FIG. 4 is a chromatogram showing the limit of quantitation (50 ug/mL, 0.5%) of a sample detected by the method of the present invention.
FIG. 5 shows a linear plot (SM 2 concentration 0.50% -10%) using the method of the present invention.
FIG. 6 shows a linear plot (SM 2 concentration 0.50% -3%) using the method of the present invention.
Fig. 7 shows a mass spectrum of impurity peak 1 (peak with a retention time of 0.623min, relative retention time of 0.04).
Fig. 8 shows a mass spectrum of impurity peak 1 (peak with a retention time of 0.701min, relative retention time of 0.04).
FIG. 9 shows the mass spectrum of impurity peaks 4 to 8.
FIG. 10 shows the mass spectrum of impurity peaks 4 to 8 (EIC extracted ion flux was confirmed for m/z 412.3791, which confirmed the origin of impurity peaks 4 to 8 and a subsequent cluster of peaks).
Fig. 11 shows a mass spectrum of impurity peak 9.
Fig. 12 shows a mass spectrum of the impurity peak 10.
Fig. 13 shows a mass spectrum of impurity peak 12.
FIG. 14 shows the mass spectrum of the main peak.
FIG. 15 shows an isocratic elution chromatogram with a mobile phase of 100% B.
FIG. 16 shows an isocratic elution chromatogram of 90% B (the remainder is A) of a mobile phase.
FIG. 17 shows an isocratic elution chromatogram of 80% B (balance A) of a mobile phase.

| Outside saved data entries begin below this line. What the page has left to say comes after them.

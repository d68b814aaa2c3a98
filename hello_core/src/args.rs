//! Command-line arguments shared by the publisher and subscriber programs

use clap::error::ErrorKind;
use clap::Parser;
use std::ffi::OsString;
use std::path::PathBuf;

pub const MAX_VERBOSITY: u8 = 5;

/// Flags understood by every hello_bus program
#[derive(Parser, Debug, Clone, PartialEq, Eq)]
#[command(about = "Example application.", long_about = None)]
pub struct ApplicationArguments {
    /// Domain ID this application will publish or subscribe in
    #[arg(short, long = "domain", default_value_t = 0)]
    pub domain_id: u32,

    /// Number of samples to handle before cleanly shutting down (0 = infinite)
    #[arg(short, long, default_value_t = 0)]
    pub sample_count: u32,

    /// How much middleware debugging output to show (0-5)
    #[arg(short, long, default_value_t = 0,
          value_parser = clap::value_parser!(u8).range(0..=MAX_VERBOSITY as i64))]
    pub verbosity: u8,

    /// Configuration file (TOML or YAML)
    #[arg(short, long)]
    pub config: Option<PathBuf>,
}

impl Default for ApplicationArguments {
    fn default() -> Self {
        Self {
            domain_id: 0,
            sample_count: 0,
            verbosity: 0,
            config: None,
        }
    }
}

impl ApplicationArguments {
    /// A sample count of zero means run until shutdown
    pub fn is_unbounded(&self) -> bool {
        self.sample_count == 0
    }

    /// True once `count` samples satisfy the requested sample count
    pub fn limit_reached(&self, count: u32) -> bool {
        !self.is_unbounded() && count >= self.sample_count
    }
}

/// Flags for the temperature programs
#[derive(Parser, Debug, Clone, PartialEq, Eq)]
#[command(about = "Chocolate temperature example application.", long_about = None)]
pub struct TemperatureArguments {
    #[command(flatten)]
    pub common: ApplicationArguments,

    /// Identifies the sensor publishing temperatures
    #[arg(short = 'i', long, default_value = "default_id")]
    pub sensor_id: String,
}

/// Result of parsing the command line
#[derive(Debug)]
pub enum ParseOutcome<T> {
    /// Arguments are valid, run the program
    Run(T),
    /// Help or version was printed, exit successfully
    Exit,
    /// Bad parameter, usage was printed, exit with failure
    Failure,
}

/// Parse the process command line
pub fn parse<T: Parser>() -> ParseOutcome<T> {
    parse_from(std::env::args_os())
}

/// Parse an explicit argument list (first item is the program name)
pub fn parse_from<T, I, S>(args: I) -> ParseOutcome<T>
where
    T: Parser,
    I: IntoIterator<Item = S>,
    S: Into<OsString> + Clone,
{
    match T::try_parse_from(args) {
        Ok(parsed) => ParseOutcome::Run(parsed),
        Err(err) => {
            err.print().ok();
            match err.kind() {
                ErrorKind::DisplayHelp
                | ErrorKind::DisplayVersion
                | ErrorKind::DisplayHelpOnMissingArgumentOrSubcommand => ParseOutcome::Exit,
                _ => ParseOutcome::Failure,
            }
        }
    }
}

#[cfg(test)]
mod tests {
    use super::*;

    fn run<T: Parser + std::fmt::Debug>(argv: &[&str]) -> T {
        match parse_from::<T, _, _>(argv) {
            ParseOutcome::Run(args) => args,
            other => panic!("expected Run, got {:?}", other),
        }
    }

    #[test]
    fn test_defaults() {
        let args: ApplicationArguments = run(&["hello_world_publisher"]);
        assert_eq!(args, ApplicationArguments::default());
        assert!(args.is_unbounded());
    }

    #[test]
    fn test_short_and_long_flags() {
        let args: ApplicationArguments = run(&["pub", "-d", "7", "-s", "10", "-v", "3"]);
        assert_eq!(args.domain_id, 7);
        assert_eq!(args.sample_count, 10);
        assert_eq!(args.verbosity, 3);

        let args: ApplicationArguments = run(&[
            "pub",
            "--domain",
            "2",
            "--sample-count",
            "1",
            "--verbosity",
            "5",
            "--config",
            "bus.toml",
        ]);
        assert_eq!(args.domain_id, 2);
        assert_eq!(args.sample_count, 1);
        assert_eq!(args.verbosity, 5);
        assert_eq!(args.config, Some(PathBuf::from("bus.toml")));
    }

    #[test]
    fn test_help_exits() {
        let outcome = parse_from::<ApplicationArguments, _, _>(["pub", "--help"]);
        assert!(matches!(outcome, ParseOutcome::Exit));

        let outcome = parse_from::<ApplicationArguments, _, _>(["pub", "-h"]);
        assert!(matches!(outcome, ParseOutcome::Exit));
    }

    #[test]
    fn test_bad_parameter_fails() {
        for argv in [
            vec!["pub", "--bogus"],
            vec!["pub", "-d"],
            vec!["pub", "-d", "minus-one"],
            vec!["pub", "-v", "6"],
            vec!["pub", "-s", "-3"],
        ] {
            let outcome = parse_from::<ApplicationArguments, _, _>(argv.clone());
            assert!(matches!(outcome, ParseOutcome::Failure), "{:?}", argv);
        }
    }

    #[test]
    fn test_limit_reached() {
        let bounded = ApplicationArguments {
            sample_count: 3,
            ..Default::default()
        };
        assert!(!bounded.limit_reached(0));
        assert!(!bounded.limit_reached(2));
        assert!(bounded.limit_reached(3));

        let unbounded = ApplicationArguments::default();
        assert!(!unbounded.limit_reached(u32::MAX));
    }

    #[test]
    fn test_temperature_arguments() {
        let args: TemperatureArguments = run(&["temperature_publisher"]);
        assert_eq!(args.sensor_id, "default_id");
        assert_eq!(args.common.domain_id, 0);

        let args: TemperatureArguments = run(&["temperature_publisher", "-i", "tempering-1", "-d", "4"]);
        assert_eq!(args.sensor_id, "tempering-1");
        assert_eq!(args.common.domain_id, 4);
    }
}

FIG. 18 shows an isocratic elution chromatogram of 75% B (balance A) of a mobile phase.
FIG. 19 shows an isocratic elution chromatogram with a mobile phase of 70% B (balance A).
FIG. 20 is a liquid chromatogram obtained by the elution procedure of example 3.
Detailed Description
Unless defined otherwise, all scientific and technical terms used herein have the same meaning as commonly understood by one of ordinary skill in the art to which this invention pertains.
The structural formula of the 2-hexyldecanoic acid is shown in the specification
Its CAS number is 25354-97-6, sometimes referred to as "SM2" for short in the present invention. The 2-hexyl decanoic acid related substances comprise: 2-hexyldecanol; 2-hexyloctanoic acid and other unknown impurities.
The ALC-0315 is ((4-hydroxybutyl) azadiyl) bis (hexane-6, 1-diyl) bis (2-hexyldecanoate) and has a structural formula of
CAS number 2036272-55-4.
The disclosures of the various publications, patents, and published patent specifications cited herein are hereby incorporated by reference in their entirety.
The technical solutions of the present invention will be described clearly and completely below with reference to embodiments of the present invention, and it should be apparent that the described embodiments are only a part of the embodiments of the present invention, and not all of the embodiments. All other embodiments, which can be derived by a person skilled in the art from the embodiments given herein without making any creative effort, shall fall within the protection scope of the present invention.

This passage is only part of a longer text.